Scan the entries that follow and copy out every line containing "boundary".
##### Records supplied #####
//! Static court geometry: boundary, half-court line, center circle, lanes,
//! and the free-throw / three-point arcs.
//!
//! The court is produced as data and stroked by the renderer; it is never
//! part of the dynamic glyph store. Arc angles follow the classic convention
//! of degrees counterclockwise from 3 o'clock, with a positive extent
//! sweeping further counterclockwise in screen space.

#[cfg(test)]
#[path = "court_test.rs"]
mod court_test;

use crate::geom::{Bounds, Point};

/// One stroke-only element of the court outline.
#[derive(Debug, Clone, Copy, PartialEq)]
pub enum CourtShape {
    /// Unfilled rectangle outline.
    Rect(Bounds),
    /// Straight line between two points.
    Line { from: Point, to: Point },
    /// Unfilled oval inscribed in its bounds.
    Oval(Bounds),
    /// Partial oval inscribed in its bounds, from `start_deg` sweeping
    /// `extent_deg` counterclockwise.
    Arc {
        bounds: Bounds,
        start_deg: f64,
        extent_deg: f64,
    },
}

/// The full court outline for a board of the given size.
///
/// All positions are proportions of the board dimensions, so the court
/// scales with the window it was created for. The free-throw and
/// three-point arcs carry fixed pixel offsets from those proportions.
#[must_use]
pub fn shapes(width: f64, height: f64) -> Vec<CourtShape> {
    let half_width = width / 2.0;
    let quarter_width = width / 4.0;
    let third_height = height / 3.0;
    let lane_bottom = height - third_height;
    let lane_right = width - quarter_width;
    let bounds_left = width / 40.0;
    let bounds_right = width - bounds_left;
    let bounds_top = height / 12.0;
    let bounds_bottom = height - bounds_top;
    let circle_left = width / 2.3;
    let circle_right = width - circle_left;
    let arc_top = bounds_top + 40.0;
    let arc_bottom = bounds_bottom - 40.0;
    let three_point_left = -width / 2.9;

    vec![
        // Out-of-bounds boundary.
        CourtShape::Rect(Bounds::from_corners(
            Point::new(bounds_left, bounds_top),
            Point::new(bounds_right, bounds_bottom),
        )),
        // Half-court line.
        CourtShape::Line {
            from: Point::new(half_width, 0.0),
            to: Point::new(half_width, height),
        },
        // Center circle.
        CourtShape::Oval(Bounds::from_corners(
            Point::new(circle_left, third_height),
            Point::new(circle_right, lane_bottom),
        )),
        // Left lane.
        CourtShape::Rect(Bounds::from_corners(
            Point::new(bounds_left, third_height),
            Point::new(quarter_width, lane_bottom),
        )),
        // Left free-throw arc, opening toward the basket.
        CourtShape::Arc {
            bounds: Bounds::from_corners(
                Point::new(quarter_width - 100.0, third_height),
                Point::new(circle_left - 150.0, lane_bottom),
            ),
            start_deg: 270.0,
            extent_deg: 180.0,
        },
        // Right lane.
        CourtShape::Rect(Bounds::from_corners(
            Point::new(bounds_right, third_height),
            Point::new(lane_right, lane_bottom),
        )),
        // Right free-throw arc.
        CourtShape::Arc {
            bounds: Bounds::from_corners(
                Point::new(lane_right + 100.0, third_height),
                Point::new(circle_right + 150.0, lane_bottom),
            ),
            start_deg: 90.0,
            extent_deg: 180.0,
        },
        // Left three-point arc.
        CourtShape::Arc {
            bounds: Bounds::from_corners(
                Point::new(three_point_left, arc_top),
                Point::new(circle_left - 40.0, arc_bottom),
            ),
            start_deg: 270.0,
            extent_deg: 180.0,
        },
        // Right three-point arc.
        CourtShape::Arc {
            bounds: Bounds::from_corners(
                Point::new(circle_right + 50.0, arc_top),
                Point::new(width - three_point_left, arc_bottom),
            ),
            start_deg: 90.0,
            extent_deg: 180.0,
        },
    ]
}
#####
[Written response]:
//! Static court geometry: boundary, half-court line, center circle, lanes,
        // Out-of-bounds boundary.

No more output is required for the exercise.